Anyone who has read novels, biographies and histories of the Europe of the nineteenth, eighteenth, and seventeenth centuries knows that the motivating element in the lives of young men, especially those of the landed class and certainly of the aristocracy was hope of glory. The glory was usually military, either in battle with a worthy foe or in conquest of other peoples and lands. Explorers of earlier centuries are depicted as motivated by greed for riches but both religious fervor and this hope for glory were a major part of their motivation.
While conservatives of a certain strain bemoan the loss of such gallant desire for the glory coming from deeds of daring-do, they have certainly not gone amiss in their perception of current motivations. Glory is not one of them. Most young men these days do not picture themselves falling in battle grasping the flag. That is no longer part of our culture.
Some young men and their ladies hold on to the John Wayne ethos of our recent past.
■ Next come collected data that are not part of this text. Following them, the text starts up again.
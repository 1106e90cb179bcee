//! Dynamically typed cell values
//!
//! `Value` is what callers hand to column appends. Columns decide whether a
//! value can be stored; this module only carries the data and the
//! conversions from Rust types.

use chrono::{DateTime, NaiveDate, Utc};

/// A single cell value
#[derive(Debug, Clone, PartialEq)]
pub enum Value {
    Null,
    Bool(bool),
    UInt8(u8),
    UInt16(u16),
    UInt32(u32),
    UInt64(u64),
    Int8(i8),
    Int16(i16),
    Int32(i32),
    Int64(i64),
    Float32(f32),
    Float64(f64),
    String(String),
    Bytes(Vec<u8>),
    Date(NaiveDate),
    DateTime(DateTime<Utc>),
}

impl Value {
    /// Variant name, used in error messages
    pub fn kind(&self) -> &'static str {
        match self {
            Self::Null => "Null",
            Self::Bool(_) => "Bool",
            Self::UInt8(_) => "UInt8",
            Self::UInt16(_) => "UInt16",
            Self::UInt32(_) => "UInt32",
            Self::UInt64(_) => "UInt64",
            Self::Int8(_) => "Int8",
            Self::Int16(_) => "Int16",
            Self::Int32(_) => "Int32",
            Self::Int64(_) => "Int64",
            Self::Float32(_) => "Float32",
            Self::Float64(_) => "Float64",
            Self::String(_) => "String",
            Self::Bytes(_) => "Bytes",
            Self::Date(_) => "Date",
            Self::DateTime(_) => "DateTime",
        }
    }

    /// Short description for error messages (kind plus a bounded rendering)
    pub fn describe(&self) -> String {
        match self {
            Self::Null => "Null".to_string(),
            Self::String(s) if s.len() > 32 => format!("String({} bytes)", s.len()),
            Self::Bytes(b) => format!("Bytes({} bytes)", b.len()),
            Self::String(s) => format!("String({s:?})"),
            Self::Date(d) => format!("Date({d})"),
            Self::DateTime(dt) => format!("DateTime({})", dt.to_rfc3339()),
            other => format!("{other:?}"),
        }
    }

    #[inline]
    pub fn is_null(&self) -> bool {
        matches!(self, Self::Null)
    }

    /// Integer payload widened to i128, `None` for non-integers
    pub fn as_i128(&self) -> Option<i128> {
        match *self {
            Self::UInt8(v) => Some(v.into()),
            Self::UInt16(v) => Some(v.into()),
            Self::UInt32(v) => Some(v.into()),
            Self::UInt64(v) => Some(v.into()),
            Self::Int8(v) => Some(v.into()),
            Self::Int16(v) => Some(v.into()),
            Self::Int32(v) => Some(v.into()),
            Self::Int64(v) => Some(v.into()),
            _ => None,
        }
    }

    /// Float payload, integers included
    pub fn as_f64(&self) -> Option<f64> {
        match *self {
            Self::Float32(v) => Some(v.into()),
            Self::Float64(v) => Some(v),
            _ => self.as_i128().map(|v| v as f64),
        }
    }

    /// Byte payload of string-like values
    pub fn as_bytes(&self) -> Option<&[u8]> {
        match self {
            Self::String(s) => Some(s.as_bytes()),
            Self::Bytes(b) => Some(b),
            _ => None,
        }
    }

    /// String payload, `None` for non-strings
    pub fn as_str(&self) -> Option<&str> {
        match self {
            Self::String(s) => Some(s),
            _ => None,
        }
    }
}

macro_rules! impl_from {
    ($($ty:ty => $variant:ident),* $(,)?) => {
        $(
            impl From<$ty> for Value {
                #[inline]
                fn from(value: $ty) -> Self {
                    Self::$variant(value)
                }
            }
        )*
    };
}

impl_from! {
    bool => Bool,
    u8 => UInt8,
    u16 => UInt16,
    u32 => UInt32,
    u64 => UInt64,
    i8 => Int8,
    i16 => Int16,
    i32 => Int32,
    i64 => Int64,
    f32 => Float32,
    f64 => Float64,
    String => String,
    Vec<u8> => Bytes,
    NaiveDate => Date,
    DateTime<Utc> => DateTime,
}

impl From<&str> for Value {
    fn from(value: &str) -> Self {
        Self::String(value.to_string())
    }
}

impl From<&[u8]> for Value {
    fn from(value: &[u8]) -> Self {
        Self::Bytes(value.to_vec())
    }
}

impl<T: Into<Value>> From<Option<T>> for Value {
    fn from(value: Option<T>) -> Self {
        value.map_or(Self::Null, Into::into)
    }
}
They, however, exercise their sense of loss and anger, resorting to gun worship to bolster their self-image.
This loss of a drive to glory – Glory as epitomized in the film “Glory” or the novel War and Peace – was inevitable in the military where cold, hard training and a high level of expertise reign along with good IT skills.
The reason I find this useful to keep in mind is that in the act of practicing presentism, many forget how differently motivated many of our recent ancestors were and ascribe to them the motives that predominate today. Wrong.
Another thought on this: I recall a moment when my dad, in his 80s, murmured, “All I wanted was recognition.” He said something like that because that was also a line from a movie. What they had in common was this drive for status which, among males at least, starts early in the little gangs of boys who keep jostling for status in the gang (see Deborah Tannen on this). I related this to ethnicity, to the Italian culture. I’m reading short stories and a novel in Italian now and I’ll look for that sort of thing.
OTOH, this may be universal, a drive for status, for recognition. Is that tied to this theme of glory?